Thursday, January 9, 2014

Tough geese



    It's amazing how quickly we get used to stuff. I was walking across the Loop Wednesday and thought, "Wow, this is great. It has to be 15 degrees outside!" And I wasn't being sarcastic. Fifteen degrees would have been knee-knockingly cold last week. But on Wednesday it was 30 degrees warmer than it had been in days. Happiness.
     In other words, it's all perspective. Not a very profound thought, I know. When I was a kid, my mother had a philosophy which boiled down to, "Be happy you don't have cancer." I'm not sure she actually said that, or I was just summarizing her thoughts. It's not the most practical outlook, once you realize you're setting the bar fairly low.

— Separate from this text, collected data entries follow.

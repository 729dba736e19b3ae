//! Scenario definitions — hardcoded mission wave schedules.
//!
//! Each scenario defines wave composition, timing, spawn bearings,
//! and difficulty progression.

use std::f64::consts::PI;

use deterrence_core::constants::TICK_RATE;
use deterrence_core::enums::{ScenarioId, ThreatArchetype};

use crate::systems::wave_spawner::{WaveEntry, WaveSchedule};

/// Build the wave schedule for a given scenario.
pub fn build_schedule(scenario: ScenarioId) -> WaveSchedule {
    match scenario {
        ScenarioId::Easy => build_easy(),
        ScenarioId::Medium => build_medium(),
        ScenarioId::Hard => build_hard(),
    }
}

/// Easy: "Training Exercise"
/// 3 waves, 8 total threats, single axis (North), 20s spacing.
/// Only SeaSkimmerMk1 and SubsonicDrone.
fn build_easy() -> WaveSchedule {
    let north = 0.0; // 0 radians = North

    WaveSchedule {
        waves: vec![
            // Wave 1 (t=0): 3x SeaSkimmerMk1 from North
            WaveEntry::with_bearing(0, vec![(ThreatArchetype::SeaSkimmerMk1, 3)], north),
            // Wave 2 (t=20s): 2x SeaSkimmerMk1 + 1x SubsonicDrone from North
            WaveEntry::with_bearing(
                secs_to_ticks(20.0),
                vec![
                    (ThreatArchetype::SeaSkimmerMk1, 2),
                    (ThreatArchetype::SubsonicDrone, 1),
                ],
                north,
            ),
            // Wave 3 (t=40s): 2x SeaSkimmerMk1 from North
            WaveEntry::with_bearing(
                secs_to_ticks(40.0),
                vec![(ThreatArchetype::SeaSkimmerMk1, 2)],
                north,
            ),
        ],
    }
}

/// Medium: "Multi-Axis Raid"
/// 5 waves, 15 total threats, dual axis (North + East).
/// Includes SupersonicCruiser. Time-on-top coordination on wave 3.
fn build_medium() -> WaveSchedule {
    let north = 0.0;
    let east = PI / 2.0;

    // Time-on-top calculation for wave 3:
    // SeaSkimmerMk1 at 165km, ~290 m/s → arrival in ~569s
    // SupersonicCruiser at 180km, ~850 m/s → arrival in ~212s
    // To arrive together, offset supersonic spawn by ~357s later
    // But we use wave-level timing, so we spawn the supersonic wave later.
    let tot_offset = secs_to_ticks(357.0);

    WaveSchedule {
        waves: vec![
            // Wave 1 (t=0): 3x SeaSkimmerMk1 from North
            WaveEntry::with_bearing(0, vec![(ThreatArchetype::SeaSkimmerMk1, 3)], north),
            // Wave 2 (t=15s): 2x SeaSkimmerMk1 from East
            WaveEntry::with_bearing(
                secs_to_ticks(15.0),
                vec![(ThreatArchetype::SeaSkimmerMk1, 2)],
                east,
            ),
            // Wave 3a (t=30s): 3x SeaSkimmerMk1 from North (time-on-top pair)
            WaveEntry::with_bearing_and_range(
                secs_to_ticks(30.0),
                vec![(ThreatArchetype::SeaSkimmerMk1, 3)],
                north,
                165_000.0,
            ),
            // Wave 3b (t=30s + offset): 2x SupersonicCruiser from East (arrives same time as 3a)
            WaveEntry::with_bearing_and_range(
                secs_to_ticks(30.0) + tot_offset,
                vec![(ThreatArchetype::SupersonicCruiser, 2)],
                east,
                180_000.0,
            ),
            // Wave 4 (t=60s): 2x SeaSkimmerMk2 from North
            WaveEntry::with_bearing(
                secs_to_ticks(60.0),
                vec![(ThreatArchetype::SeaSkimmerMk2, 2)],
                north,
            ),
        ],
    }
}

/// Hard: "Saturation Attack"
/// 7 waves, 25+ total threats, 3 axes (North, East, Southwest).
/// Includes TacticalBallistic, saturation waves, tight timing.
fn build_hard() -> WaveSchedule {
    let north = 0.0;
    let east = PI / 2.0;
    let southwest = PI * 1.25; // 225 degrees

    // Time-on-top: SupersonicCruiser from east + SeaSkimmerMk1 from north
    // synchronized arrival for wave 4
    let tot_offset = secs_to_ticks(357.0);

    WaveSchedule {
        waves: vec![
            // Wave 1 (t=0): 3x SeaSkimmerMk1 from North
            WaveEntry::with_bearing(0, vec![(ThreatArchetype::SeaSkimmerMk1, 3)], north),
            // Wave 2 (t=10s): 3x SeaSkimmerMk1 from East
            WaveEntry::with_bearing(
                secs_to_ticks(10.0),
                vec![(ThreatArchetype::SeaSkimmerMk1, 3)],
                east,
            ),
            // Wave 3 (t=20s): 2x SeaSkimmerMk2 + 1x SubsonicDrone from Southwest
            WaveEntry::with_bearing(
                secs_to_ticks(20.0),
                vec![
                    (ThreatArchetype::SeaSkimmerMk2, 2),
                    (ThreatArchetype::SubsonicDrone, 1),
                ],
                southwest,
            ),
            // Wave 4a (t=35s): 4x SeaSkimmerMk1 from North — saturation wave
            WaveEntry::with_bearing_and_range(
                secs_to_ticks(35.0),
                vec![(ThreatArchetype::SeaSkimmerMk1, 4)],
                north,
                165_000.0,
            ),
            // Wave 4b (t=35s + offset): 2x SupersonicCruiser from East — time-on-top
            WaveEntry::with_bearing_and_range(
                secs_to_ticks(35.0) + tot_offset,
                vec![(ThreatArchetype::SupersonicCruiser, 2)],
                east,
                180_000.0,
            ),
            // Wave 5 (t=50s): 1x TacticalBallistic from Southwest
            WaveEntry::with_bearing_and_range(
                secs_to_ticks(50.0),
                vec![(ThreatArchetype::TacticalBallistic, 1)],
                southwest,
                180_000.0,
            ),
            // Wave 6 (t=65s): 5x SeaSkimmerMk2 from North — final saturation
            WaveEntry::with_bearing(
                secs_to_ticks(65.0),
                vec![(ThreatArchetype::SeaSkimmerMk2, 5)],
                north,
            ),
        ],
    }
}

/// Convert seconds to ticks.
fn secs_to_ticks(secs: f64) -> u64 {
    (secs * TICK_RATE as f64) as u64
}
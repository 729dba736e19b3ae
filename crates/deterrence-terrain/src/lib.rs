//! Terrain system for DETERRENCE.
//!
//! Heightmap loading, line-of-sight calculation,
//! and radar terrain masking.

pub use deterrence_core as core;

pub mod coastline;
pub mod dtrn;
pub mod grid;
pub mod hgt;
pub mod los;
pub mod projection;

// Re-export key types for convenience.
pub use coastline::extract_coastlines;
pub use grid::{TerrainGrid, TerrainHeader};
pub use los::has_line_of_sight;
pub use projection::GeoProjection;
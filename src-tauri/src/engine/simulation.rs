use crate::campaign::economy;
use crate::campaign::territory::RegionId;
use crate::campaign::upgrades::{self, UpgradeAxis};
use crate::campaign::wave_composer;
use crate::ecs::components::*;
use crate::ecs::entity::EntityId;
use crate::ecs::world::World;
use crate::engine::config;
use crate::events::game_events::{GameEvent, WaveCompleteEvent};
use crate::persistence::save_load::SaveData;
use crate::state::weather::{self, WeatherState};
use crate::state::campaign_state::{
    AvailableAction, BatterySlotSnapshot, CampaignSnapshot, CampaignState, CitySnapshotCampaign,
    RegionSnapshot, TechTreeSnapshot, TypeUpgradeSnapshot,
};
use crate::state::game_state::GamePhase;
use crate::state::snapshot::StateSnapshot;
use crate::state::wave_state::WaveState;
use crate::systems;
use crate::systems::input_system::PlayerCommand;
use rand::SeedableRng;
use rand_chacha::ChaChaRng;
use std::time::{SystemTime, UNIX_EPOCH};

/// Top-level simulation orchestrator.
/// Owns the ECS World and runs systems in the correct order each tick.
pub struct Simulation {
    pub world: World,
    pub tick: u64,
    pub wave_number: u32,
    pub phase: GamePhase,
    pub rng: ChaChaRng,
    pub seed: u64,
    pub weather: WeatherState,
    pub wave: Option<WaveState>,
    pub city_ids: Vec<EntityId>,
    pub battery_ids: Vec<EntityId>,
    pub input_queue: Vec<PlayerCommand>,
    pending_events: Vec<GameEvent>,
    pub campaign: CampaignState,
}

You might as well say, "Be happy you're not dead" and then the people with cancer can be happy too — which, now that I think of it, they often are, perhaps for that very reason. 
     First, you don't have to be happy all the time. Bad stuff happens, you get to be upset. Our society puts such a premium on being positive, on calling in the grief counselors the day after the massacre, we forget that it takes time to grieve, takes time to heal.
     Unhappiness, on the other hand, can happen over time, or can happen in an instant. The same "getting used to stuff" mechanism that works when things turn from bad to less bad also cuts the other way. Just as 15 degrees comes as a relief after 15 below, so after a few days of perfect 70 degree weather in Bali, you walk outside and its 60 and raining and you think, "God damn this sucks!" It takes an act of will to remind yourself, "But it's still not terrible, and I'm still in Bali." 
     A delicate balancing act then. Too accepting, and you can rationalize any misfortune and you have no standards. Too discriminating and nothing is good enough. 
     Crossing the Orleans Street bridge, I saw 16 geese huddled on the ice on the Chicago River (only 13 are in the close-up above). At first it seemed  an unwise spot for geese to camp out—aren't they cold there?— but then I thought: they're geese. Trust them. They must know what they're doing. They're close to water. What else should they do? Check into a hotel?
     Maybe that's the final message. You have to trust instinct, including your own. Just as you shouldn't doubt geese -- they've survived a very long time, they're up on this cold weather stuff — so you shouldn't doubt yourself, too much. A little is okay. Then you accept the situation, whatever it is, give yourself time to stumble around in misery, for a while, then yank the reins and guide yourself into the relative warmth of happiness, if you can, because you only get X amount of days, and you might as well be happy, generally, however cold it is outside, whatever your circumstances. 
    Fifteen degrees is pretty cold, usually. But this week it's warm. And it's going up to 40 by the weekend, which will feel like paradise. Forty degrees. I wondered what the geese could possibly be thinking, inside those walnut brains, as they tucked their heads against their bodies and waited. And my hunch was, if you could read their minds, you'd know the geese are thinking: "Spring's coming."
     Or perhaps I'm being wistful. Perhaps the geese were thinking, "Fuck, it's cold on this river!"

 

11 comments:

  1. It's my understanding that grief counselors are called in to help people face and address their grief not to help them move past their grief.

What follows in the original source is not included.